Polytoxicomane Philharmonie – Go Ape

Polytoxicomane Philharmonie – Go Ape
Nasoni Records (2010)
(8 Stücke, 92:49 Minuten Spielzeit)

Als ich im Februar Post vom Nasoni Records-Label bzw. der Band bekam, dachte ich zunächst, es handele sich um einen Werbeprospekt, denn dem DIN-A 4-Umschlag entnahm ich ein längliches (fast DIN A-4 großes) zehnseitiges Hochglanz-Heft. Mit den Affen und dem braunen Balken, den ich zunächst für eine Cola-Flasche hielt, machte das Deckblatt ebenfalls einen sehr werbemäßigen Eindruck. In dieser tollen, ungewöhnlichen Verpackung befanden sich aber zwei CDs der unaussprechlichen und fast unschreibbaren Band Polytoxicomane Philharmonie.

Bei dieser Band, deren aktuelles Doppelalbum „Go Ape“ heißt, handelt es sich um ein Quintett aus Frankfurt am Main. Die fünf Musiker bieten auf ihrem dritten Longplayer psychedelischen Rock, der mit jazzartigen Elementen verfeinert wurde. Vor allem das Saxophon bringt diesen jazzigen Touch in die Musik von Polytoxicomane Philharmonie. Label und Band bezeichnen die Musik als Freakout Krautjazz.


Dieser Ausdruck klingt recht verschroben und schräg, so ist die Musik aber bei weitem nicht, denn trotz aller Jazzelemente und zappaesken Momente, geht die Band, deren Mitglieder sich alle Pseudonyme vergeben haben, die meiste Zeit harmonisch vor.

Harmonische Melodielinien wechseln sich mit psychedelischen Breaks und sägenden Gitarren ab. Mal klingt die Musik nach Hippie-Zeitalter, dann schälen sich recht zappaeske Passagen hervor (vor allem auch dann, wenn Geräusche und Stimmen in den Track eingebaut werden). Aber auch proggige Momente, wie in „Fine Animal Gorilla“ kommen zum Vorschein. In diesem Stück sind fast Ohrwurmartige Passagen zu finden. Ein tolles Stück.

Ungewöhnlich sind auch die psychedelischen Ansätze, die mit Bläsersätzen oder Saxophon unterlegt sind. Während der Gesang oftmals sehr eingängig und harmonisch ist, wirkt der von Schlagzeuger Emir Of Quaver mit recht hoher Stimme gesungene Part in „Open Letter To Albert H.“ etwas eigenartig. Durch unterschiedliche Stimmen und Spracheinlagen hat der psychedelische Track aber etwas von einer Erzählung. Vor allem die Gitarren und die elektronischen Effekte weisen diesen psychedelischen Touch auf.

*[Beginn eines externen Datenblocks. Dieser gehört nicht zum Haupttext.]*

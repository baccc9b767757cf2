//! WHERE-clause builder for list queries.

use barangay_core::query::Scope;
use rusqlite::types::Value;

/// Accumulates `AND`-joined conditions with positional parameters.
pub struct Filter {
  clauses: Vec<String>,
  params:  Vec<Value>,
}

impl Filter {
  /// Start a filter over table alias `alias`, restricted by `scope`.
  pub fn new(alias: &str, scope: Scope) -> Self {
    let mut clauses = Vec::new();
    if scope == Scope::Active {
      clauses.push(format!("{alias}.is_active = 1"));
    }
    Self { clauses, params: Vec::new() }
  }

  /// `column = value`.
  pub fn eq(&mut self, column: &str, value: impl Into<Value>) -> &mut Self {
    self.clauses.push(format!("{column} = ?"));
    self.params.push(value.into());
    self
  }

  /// Case-insensitive substring match of `term` against any of `columns`.
  pub fn search(&mut self, columns: &[&str], term: &str) -> &mut Self {
    let pattern = format!("%{}%", escape_like(term));
    let alternatives = columns
      .iter()
      .map(|c| format!("{c} LIKE ? ESCAPE '\\'"))
      .collect::<Vec<_>>()
      .join(" OR ");
    self.clauses.push(format!("({alternatives})"));
    self
      .params
      .extend(columns.iter().map(|_| Value::Text(pattern.clone())));
    self
  }

  /// `WHERE ...`, or the empty string when there are no conditions.
  pub fn where_clause(&self) -> String {
    if self.clauses.is_empty() {
      String::new()
    } else {
      format!("WHERE {}", self.clauses.join(" AND "))
    }
  }

  pub fn params(&self) -> rusqlite::ParamsFromIter<std::slice::Iter<'_, Value>> {
    rusqlite::params_from_iter(self.params.iter())
  }
}

/// Escape LIKE wildcards so user input matches literally.
fn escape_like(term: &str) -> String {
  let mut out = String::with_capacity(term.len());
  for c in term.chars() {
    if matches!(c, '\\' | '%' | '_') {
      out.push('\\');
    }
    out.push(c);
  }
  out
}
//! Resident records, one row per person living in the barangay.

use chrono::{DateTime, Datelike, Local, NaiveDate, Utc};
use serde::{Deserialize, Serialize};

// ─── Choices ─────────────────────────────────────────────────────────────────

#[derive(
  Debug,
  Clone,
  Copy,
  PartialEq,
  Eq,
  Serialize,
  Deserialize,
  strum::Display,
  strum::EnumString,
  strum::AsRefStr,
)]
pub enum Gender {
  #[serde(rename = "M")]
  #[strum(serialize = "M")]
  Male,
  #[serde(rename = "F")]
  #[strum(serialize = "F")]
  Female,
}

#[derive(
  Debug,
  Clone,
  Copy,
  PartialEq,
  Eq,
  Serialize,
  Deserialize,
  strum::Display,
  strum::EnumString,
  strum::AsRefStr,
)]
#[serde(rename_all = "snake_case")]
#[strum(serialize_all = "snake_case")]
pub enum CivilStatus {
  Single,
  Married,
  Widowed,
  Separated,
  Divorced,
}

#[derive(
  Debug,
  Clone,
  Copy,
  PartialEq,
  Eq,
  Serialize,
  Deserialize,
  strum::Display,
  strum::EnumString,
  strum::AsRefStr,
)]
#[serde(rename_all = "snake_case")]
#[strum(serialize_all = "snake_case")]
pub enum EmploymentStatus {
  Employed,
  Unemployed,
  SelfEmployed,
  Student,
  Retired,
}

// ─── Editable fields ─────────────────────────────────────────────────────────

/// Everything staff can edit on a resident, already validated.
///
/// `household` and `relationship_to_head` are plain writes: the store only
/// checks that the household row exists.
#[derive(Debug, Clone, PartialEq, Serialize, Deserialize)]
pub struct ResidentFields {
  pub first_name:           String,
  pub middle_name:          String,
  pub last_name:            String,
  pub suffix:               String,
  pub date_of_birth:        NaiveDate,
  pub gender:               Gender,
  pub civil_status:         CivilStatus,
  pub phone_number:         String,
  pub email:                String,
  pub purok:                String,
  pub street:               String,
  pub household:            Option<i64>,
  pub relationship_to_head: String,
  pub is_pwd:               bool,
  pub is_senior:            bool,
  pub is_4ps:               bool,
  pub employment_status:    Option<EmploymentStatus>,
  pub occupation:           String,
  pub notes:                String,
}

/// Input to [`crate::store::RegistryStore::create_resident`].
#[derive(Debug, Clone)]
pub struct NewResident {
  /// Caller-supplied identifier; `None` lets the store assign the next one.
  pub resident_id: Option<String>,
  pub fields:      ResidentFields,
  /// The staff member recording the resident.
  pub created_by:  Option<i64>,
}

// ─── Resident ────────────────────────────────────────────────────────────────

#[derive(Debug, Clone, PartialEq, Serialize, Deserialize)]
pub struct Resident {
  /// Internal insertion sequence; used in URLs.
  pub id:                 i64,
  /// `RES-0001` style identifier. Never changes once assigned.
  pub resident_id:        String,
  #[serde(flatten)]
  pub fields:             ResidentFields,
  pub has_portal_account: bool,
  pub is_active:          bool,
  pub created_by:         Option<i64>,
  pub created_at:         DateTime<Utc>,
  pub updated_at:         DateTime<Utc>,
}

impl Resident {
  /// First, middle and last name plus suffix, skipping blank parts.
  pub fn full_name(&self) -> String {
    let f = &self.fields;
    display_name(&f.first_name, &f.middle_name, &f.last_name, &f.suffix)
  }

  pub fn full_address(&self) -> String {
    format!("{}, Purok {}", self.fields.street, self.fields.purok)
  }

  /// Age in whole years on `today`.
  pub fn age_on(&self, today: NaiveDate) -> i32 {
    age_between(self.fields.date_of_birth, today)
  }

  /// Age in whole years as of the local current date.
  pub fn age(&self) -> i32 { self.age_on(Local::now().date_naive()) }
}

/// `"Juan Reyes Dela Cruz Jr."`; blank parts are skipped.
pub fn display_name(first: &str, middle: &str, last: &str, suffix: &str) -> String {
  [first, middle, last, suffix]
    .into_iter()
    .map(str::trim)
    .filter(|s| !s.is_empty())
    .collect::<Vec<_>>()
    .join(" ")
}

/// Completed years between `born` and `on`.
///
/// One less than the difference in years if the birthday has not yet come
/// round in `on`'s year. A 29 February birthday counts from 1 March in
/// common years.
pub fn age_between(born: NaiveDate, on: NaiveDate) -> i32 {
  let before_birthday = (on.month(), on.day()) < (born.month(), born.day());
  on.year() - born.year() - i32::from(before_birthday)
}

Die einzelnen Stücke sind alle sehr abwechslungsreich, da die Strukturen innerhalb jedes Tracks wechseln und man sich sie nie richtig auf einer Passage ausruhen kann, denn schon im nächsten Moment kommt ein Break in das Stück und die Musik ändert Richtung oder Struktur. So kommt beispielsweise plötzlich ein Ska-Rhythmus aus dem Soundgemisch, um im nächsten Augenblick wieder proggige, sägende Gitarren zu liefern. Diese Wendungen machen die CD aber auch ungemein spannend. Neben Sängerin Fish (ja hier hat sich die Gute den gleichen Künstlernamen wie der Ex-Marillion-Sänger gegeben) glänzen ihre vier männlichen Kollegen an den Instrumenten durch unzählige Soli, die oftmals recht improvisiert wirken.

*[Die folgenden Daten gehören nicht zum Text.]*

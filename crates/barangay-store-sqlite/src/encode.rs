//! Encoding and decoding helpers between domain types and the plain-text
//! representations stored in SQLite columns.
//!
//! Timestamps are fixed-width RFC 3339 UTC strings (microseconds, `Z`), so
//! lexical and chronological order agree. Dates are `YYYY-MM-DD`. Enums are
//! stored as their snake_case names, decimals as their string form.

use std::str::FromStr;

use chrono::{DateTime, NaiveDate, SecondsFormat, Utc};
use rust_decimal::Decimal;

use barangay_core::{
  household::{HeadSummary, Household, HouseholdFields, HouseholdView},
  resident::{Resident, ResidentFields, display_name},
  staff::Staff,
};

use crate::{Error, Result};

// ─── Scalars ─────────────────────────────────────────────────────────────────

pub fn encode_dt(dt: DateTime<Utc>) -> String {
  dt.to_rfc3339_opts(SecondsFormat::Micros, true)
}

pub fn decode_dt(s: &str) -> Result<DateTime<Utc>> {
  DateTime::parse_from_rfc3339(s)
    .map(|dt| dt.with_timezone(&Utc))
    .map_err(|e| Error::DateParse(e.to_string()))
}

pub fn encode_date(d: NaiveDate) -> String { d.format("%Y-%m-%d").to_string() }

pub fn decode_date(s: &str) -> Result<NaiveDate> {
  NaiveDate::parse_from_str(s, "%Y-%m-%d").map_err(|e| Error::DateParse(e.to_string()))
}

pub fn decode_enum<T: FromStr>(column: &'static str, s: &str) -> Result<T> {
  s.parse()
    .map_err(|_| Error::UnknownValue { column, value: s.to_owned() })
}

fn decode_opt_enum<T: FromStr>(column: &'static str, s: Option<String>) -> Result<Option<T>> {
  s.as_deref().map(|v| decode_enum(column, v)).transpose()
}

// ─── Column lists ────────────────────────────────────────────────────────────

/// Columns read by [`RawResident::from_row`], aliased `r`.
pub const RESIDENT_COLUMNS: &str = "
  r.id, r.resident_id, r.first_name, r.middle_name, r.last_name, r.suffix,
  r.date_of_birth, r.gender, r.civil_status, r.phone_number, r.email,
  r.purok, r.street, r.household_id, r.relationship_to_head,
  r.is_pwd, r.is_senior, r.is_4ps, r.employment_status, r.occupation,
  r.has_portal_account, r.is_active, r.notes, r.created_by,
  r.created_at, r.updated_at";

/// Columns read by [`RawHousehold::from_row`]: the household `h`, its head
/// `hd` (LEFT JOIN) and the live member count.
pub const HOUSEHOLD_COLUMNS: &str = "
  h.id, h.household_id, h.household_head_id, h.street, h.purok,
  h.housing_type, h.housing_condition, h.has_electricity, h.has_water,
  h.water_source, h.monthly_income, h.notes, h.is_active, h.created_by,
  h.created_at, h.updated_at,
  hd.resident_id, hd.first_name, hd.middle_name, hd.last_name, hd.suffix,
  hd.is_active,
  (SELECT COUNT(*) FROM residents m
    WHERE m.household_id = h.id AND m.is_active = 1) AS member_count";

/// `FROM` clause matching [`HOUSEHOLD_COLUMNS`].
pub const HOUSEHOLD_FROM: &str =
  "households h LEFT JOIN residents hd ON hd.id = h.household_head_id";

pub const STAFF_COLUMNS: &str =
  "s.id, s.username, s.full_name, s.role, s.is_active, s.created_at";

// ─── Write-side rows ─────────────────────────────────────────────────────────

/// [`ResidentFields`] flattened to column values, ready to move into a
/// connection closure.
pub struct ResidentRow {
  pub first_name:           String,
  pub middle_name:          String,
  pub last_name:            String,
  pub suffix:               String,
  pub date_of_birth:        String,
  pub gender:               String,
  pub civil_status:         String,
  pub phone_number:         String,
  pub email:                String,
  pub purok:                String,
  pub street:               String,
  pub household:            Option<i64>,
  pub relationship_to_head: String,
  pub is_pwd:               bool,
  pub is_senior:            bool,
  pub is_4ps:               bool,
  pub employment_status:    Option<String>,
  pub occupation:           String,
  pub notes:                String,
}

impl From<ResidentFields> for ResidentRow {
  fn from(f: ResidentFields) -> Self {
    Self {
      first_name:           f.first_name,
      middle_name:          f.middle_name,
      last_name:            f.last_name,
      suffix:               f.suffix,
      date_of_birth:        encode_date(f.date_of_birth),
      gender:               f.gender.to_string(),
      civil_status:         f.civil_status.to_string(),
      phone_number:         f.phone_number,
      email:                f.email,
      purok:                f.purok,
      street:               f.street,
      household:            f.household,
      relationship_to_head: f.relationship_to_head,
      is_pwd:               f.is_pwd,
      is_senior:            f.is_senior,
      is_4ps:               f.is_4ps,
      employment_status:    f.employment_status.map(|e| e.to_string()),
      occupation:           f.occupation,
      notes:                f.notes,
    }
  }
}

/// [`HouseholdFields`] flattened to column values.
pub struct HouseholdRow {
  pub household_head:    Option<i64>,
  pub street:            String,
  pub purok:             String,
  pub housing_type:      String,
  pub housing_condition: String,
  pub has_electricity:   bool,
  pub has_water:         bool,
  pub water_source:      Option<String>,
  pub monthly_income:    Option<String>,
  pub notes:             String,
}

impl From<HouseholdFields> for HouseholdRow {
  fn from(f: HouseholdFields) -> Self {
    Self {
      household_head:    f.household_head,
      street:            f.street,
      purok:             f.purok,
      housing_type:      f.housing_type.to_string(),
      housing_condition: f.housing_condition.to_string(),
      has_electricity:   f.has_electricity,
      has_water:         f.has_water,
      water_source:      f.water_source.map(|w| w.to_string()),
      monthly_income:    f.monthly_income.map(|d| d.to_string()),
      notes:             f.notes,
    }
  }
}

// ─── Read-side rows ──────────────────────────────────────────────────────────

/// Raw values read directly from a `residents` row.
pub struct RawResident {
  pub id:                   i64,
  pub resident_id:          String,
  pub first_name:           String,
  pub middle_name:          String,
  pub last_name:            String,
  pub suffix:               String,
  pub date_of_birth:        String,
  pub gender:               String,
  pub civil_status:         String,
  pub phone_number:         String,
  pub email:                String,
  pub purok:                String,
  pub street:               String,
  pub household:            Option<i64>,
  pub relationship_to_head: String,
  pub is_pwd:               bool,
  pub is_senior:            bool,
  pub is_4ps:               bool,
  pub employment_status:    Option<String>,
  pub occupation:           String,
  pub has_portal_account:   bool,
  pub is_active:            bool,
  pub notes:                String,
  pub created_by:           Option<i64>,
  pub created_at:           String,
  pub updated_at:           String,
}

impl RawResident {
  pub fn from_row(row: &rusqlite::Row<'_>) -> rusqlite::Result<Self> {
    Ok(Self {
      id:                   row.get(0)?,
      resident_id:          row.get(1)?,
      first_name:           row.get(2)?,
      middle_name:          row.get(3)?,
      last_name:            row.get(4)?,
      suffix:               row.get(5)?,
      date_of_birth:        row.get(6)?,
      gender:               row.get(7)?,
      civil_status:         row.get(8)?,
      phone_number:         row.get(9)?,
      email:                row.get(10)?,
      purok:                row.get(11)?,
      street:               row.get(12)?,
      household:            row.get(13)?,
      relationship_to_head: row.get(14)?,
      is_pwd:               row.get(15)?,
      is_senior:            row.get(16)?,
      is_4ps:               row.get(17)?,
      employment_status:    row.get(18)?,
      occupation:           row.get(19)?,
      has_portal_account:   row.get(20)?,
      is_active:            row.get(21)?,
      notes:                row.get(22)?,
      created_by:           row.get(23)?,
      created_at:           row.get(24)?,
      updated_at:           row.get(25)?,
    })
  }

  pub fn into_resident(self) -> Result<Resident> {
    let fields = ResidentFields {
      first_name:           self.first_name,
      middle_name:          self.middle_name,
      last_name:            self.last_name,
      suffix:               self.suffix,
      date_of_birth:        decode_date(&self.date_of_birth)?,
      gender:               decode_enum("gender", &self.gender)?,
      civil_status:         decode_enum("civil_status", &self.civil_status)?,
      phone_number:         self.phone_number,
      email:                self.email,
      purok:                self.purok,
      street:               self.street,
      household:            self.household,
      relationship_to_head: self.relationship_to_head,
      is_pwd:               self.is_pwd,
      is_senior:            self.is_senior,
      is_4ps:               self.is_4ps,
      employment_status:    decode_opt_enum("employment_status", self.employment_status)?,
      occupation:           self.occupation,
      notes:                self.notes,
    };

    Ok(Resident {
      id: self.id,
      resident_id: self.resident_id,
      fields,
      has_portal_account: self.has_portal_account,
      is_active: self.is_active,
      created_by: self.created_by,
      created_at: decode_dt(&self.created_at)?,
      updated_at: decode_dt(&self.updated_at)?,
    })
  }
}

/// Raw values from a household row joined with its head.
pub struct RawHousehold {
  pub id:                i64,
  pub household_id:      String,
  pub household_head:    Option<i64>,
  pub street:            String,
  pub purok:             String,
  pub housing_type:      String,
  pub housing_condition: String,
  pub has_electricity:   bool,
  pub has_water:         bool,
  pub water_source:      Option<String>,
  pub monthly_income:    Option<String>,
  pub notes:             String,
  pub is_active:         bool,
  pub created_by:        Option<i64>,
  pub created_at:        String,
  pub updated_at:        String,
  // head join
  pub head_resident_id:  Option<String>,
  pub head_first_name:   Option<String>,
  pub head_middle_name:  Option<String>,
  pub head_last_name:    Option<String>,
  pub head_suffix:       Option<String>,
  pub head_is_active:    Option<bool>,
  pub member_count:      u32,
}

impl RawHousehold {
  pub fn from_row(row: &rusqlite::Row<'_>) -> rusqlite::Result<Self> {
    Ok(Self {
      id:                row.get(0)?,
      household_id:      row.get(1)?,
      household_head:    row.get(2)?,
      street:            row.get(3)?,
      purok:             row.get(4)?,
      housing_type:      row.get(5)?,
      housing_condition: row.get(6)?,
      has_electricity:   row.get(7)?,
      has_water:         row.get(8)?,
      water_source:      row.get(9)?,
      monthly_income:    row.get(10)?,
      notes:             row.get(11)?,
      is_active:         row.get(12)?,
      created_by:        row.get(13)?,
      created_at:        row.get(14)?,
      updated_at:        row.get(15)?,
      head_resident_id:  row.get(16)?,
      head_first_name:   row.get(17)?,
      head_middle_name:  row.get(18)?,
      head_last_name:    row.get(19)?,
      head_suffix:       row.get(20)?,
      head_is_active:    row.get(21)?,
      member_count:      row.get(22)?,
    })
  }

  pub fn into_view(self) -> Result<HouseholdView> {
    let head = match (self.household_head, self.head_resident_id) {
      (Some(id), Some(resident_id)) => Some(HeadSummary {
        id,
        resident_id,
        full_name: display_name(
          self.head_first_name.as_deref().unwrap_or_default(),
          self.head_middle_name.as_deref().unwrap_or_default(),
          self.head_last_name.as_deref().unwrap_or_default(),
          self.head_suffix.as_deref().unwrap_or_default(),
        ),
        is_active: self.head_is_active.unwrap_or(false),
      }),
      _ => None,
    };

    let fields = HouseholdFields {
      household_head:    self.household_head,
      street:            self.street,
      purok:             self.purok,
      housing_type:      decode_enum("housing_type", &self.housing_type)?,
      housing_condition: decode_enum("housing_condition", &self.housing_condition)?,
      has_electricity:   self.has_electricity,
      has_water:         self.has_water,
      water_source:      decode_opt_enum("water_source", self.water_source)?,
      monthly_income:    self
        .monthly_income
        .as_deref()
        .map(Decimal::from_str)
        .transpose()?,
      notes:             self.notes,
    };

    let household = Household {
      id: self.id,
      household_id: self.household_id,
      fields,
      is_active: self.is_active,
      created_by: self.created_by,
      created_at: decode_dt(&self.created_at)?,
      updated_at: decode_dt(&self.updated_at)?,
    };

    Ok(HouseholdView { household, head, member_count: self.member_count })
  }
}

/// Raw values from a `staff` row (without the password hash).
pub struct RawStaff {
  pub id:         i64,
  pub username:   String,
  pub full_name:  String,
  pub role:       String,
  pub is_active:  bool,
  pub created_at: String,
}

impl RawStaff {
  pub fn from_row(row: &rusqlite::Row<'_>) -> rusqlite::Result<Self> {
    Ok(Self {
      id:         row.get(0)?,
      username:   row.get(1)?,
      full_name:  row.get(2)?,
      role:       row.get(3)?,
      is_active:  row.get(4)?,
      created_at: row.get(5)?,
    })
  }

  pub fn into_staff(self) -> Result<Staff> {
    Ok(Staff {
      id:         self.id,
      username:   self.username,
      full_name:  self.full_name,
      role:       decode_enum("role", &self.role)?,
      is_active:  self.is_active,
      created_at: decode_dt(&self.created_at)?,
    })
  }
}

Aus dem Rahmen fällt das Stück „Etude # 27“, das wie eine experimentelle Klangkollage wirkt. In diesem Track ist von Harmonie nichts zu spüren, das wirkt auf mich eher wie ein riesiges, allerdings strukturiertes Durcheinander. Da es mit 4:43 Minuten das kürzeste Stück des Albums ist, kann man das aber auch gut verschmerzen.

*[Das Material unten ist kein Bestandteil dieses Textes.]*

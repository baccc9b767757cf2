//! barangay registry server binary.
//!
//! Reads `config.toml` (or the path specified with `--config`) overlaid by
//! `BARANGAY_*` environment variables, opens the SQLite store, makes sure the
//! configured admin account exists and serves the JSON API over HTTP.
//!
//! # Password hash generation
//!
//! To generate the argon2 PHC string for `admin_password_hash`:
//!
//! ```
//! cargo run -p barangay-server --bin server -- --hash-password
//! ```

use std::{
  path::{Path, PathBuf},
  sync::Arc,
};

use anyhow::Context as _;
use barangay_core::{
  staff::{NewStaff, Role},
  store::SessionStore,
};
use barangay_server::{AppState, ServerConfig, auth};
use barangay_store_sqlite::SqliteStore;
use clap::Parser;
use tokio::net::TcpListener;
use tracing::level_filters::LevelFilter;
use tracing_subscriber::EnvFilter;

#[derive(Parser)]
#[command(author, version, about = "Barangay civil registry server")]
struct Cli {
  /// Path to the TOML configuration file.
  #[arg(short, long, default_value = "config.toml")]
  config: PathBuf,

  /// Print the argon2 hash for a password entered on stdin and exit.
  #[arg(long)]
  hash_password: bool,
}

#[tokio::main]
async fn main() -> anyhow::Result<()> {
  tracing_subscriber::fmt()
    .with_env_filter(
      EnvFilter::builder()
        .with_default_directive(LevelFilter::INFO.into())
        .from_env_lossy(),
    )
    .init();

  let cli = Cli::parse();

  if cli.hash_password {
    let password = read_password()?;
    let hash = auth::hash_password(&password)
      .map_err(|e| anyhow::anyhow!("argon2 error: {e}"))?;
    println!("{hash}");
    return Ok(());
  }

  let settings = config::Config::builder()
    .add_source(config::File::from(cli.config).required(false))
    .add_source(config::Environment::with_prefix("BARANGAY"))
    .build()
    .context("failed to read config file")?;

  let server_cfg: ServerConfig = settings
    .try_deserialize()
    .context("failed to deserialise ServerConfig")?;

  server_cfg.validate().context("invalid configuration")?;

  let store_path = expand_tilde(&server_cfg.store_path);
  let store = SqliteStore::open(&store_path)
    .await
    .with_context(|| format!("failed to open store at {store_path:?}"))?;

  let admin = store
    .upsert_staff(NewStaff {
      username:      server_cfg.admin_username.clone(),
      full_name:     server_cfg
        .admin_full_name
        .clone()
        .unwrap_or_default(),
      role:          Role::Admin,
      password_hash: server_cfg.admin_password_hash.clone(),
    })
    .await
    .context("failed to provision admin account")?;
  tracing::info!(username = %admin.username, "admin account ready");

  let state = AppState {
    store:  Arc::new(store),
    config: Arc::new(server_cfg.clone()),
  };

  let app = barangay_server::router(state);
  let address = format!("{}:{}", server_cfg.host, server_cfg.port);

  tracing::info!("Listening on http://{address}");
  let listener = TcpListener::bind(&address)
    .await
    .with_context(|| format!("failed to bind {address}"))?;

  axum::serve(listener, app).await.context("server error")?;

  Ok(())
}

/// Read a password from stdin.
fn read_password() -> anyhow::Result<String> {
  use std::io::{self, BufRead, Write};
  print!("Password: ");
  io::stdout().flush().ok();
  let mut line = String::new();
  io::stdin().lock().read_line(&mut line)?;
  Ok(line.trim_end_matches(['\n', '\r']).to_string())
}

/// Expand a leading `~` to the user's home directory.
fn expand_tilde(path: &Path) -> PathBuf {
  let s = path.to_string_lossy();
  if let Some(rest) = s.strip_prefix("~/")
    && let Ok(home) = std::env::var("HOME")
  {
    return PathBuf::from(home).join(rest);
  }
  path.to_path_buf()
}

Die DoppelCD ist mit ihrer Verpackung ein Gesamtkunstwerk. Da ich ein Musikfreund bin, der nichts von Musikdownloads hält, weil mir auch die Verpackung eines Albums wichtig ist, liegen Polytoxicomane Philharmonie ganz auf meiner Wellenlänge. Auch musikalisch können sie durch die in den meisten Fällen harmonischen Strukturen und ständigen Breaks voll überzeugen. Ein faszinierendes Album, das ich ohne die Zusendung der Band wohl nie entdeckt hätte.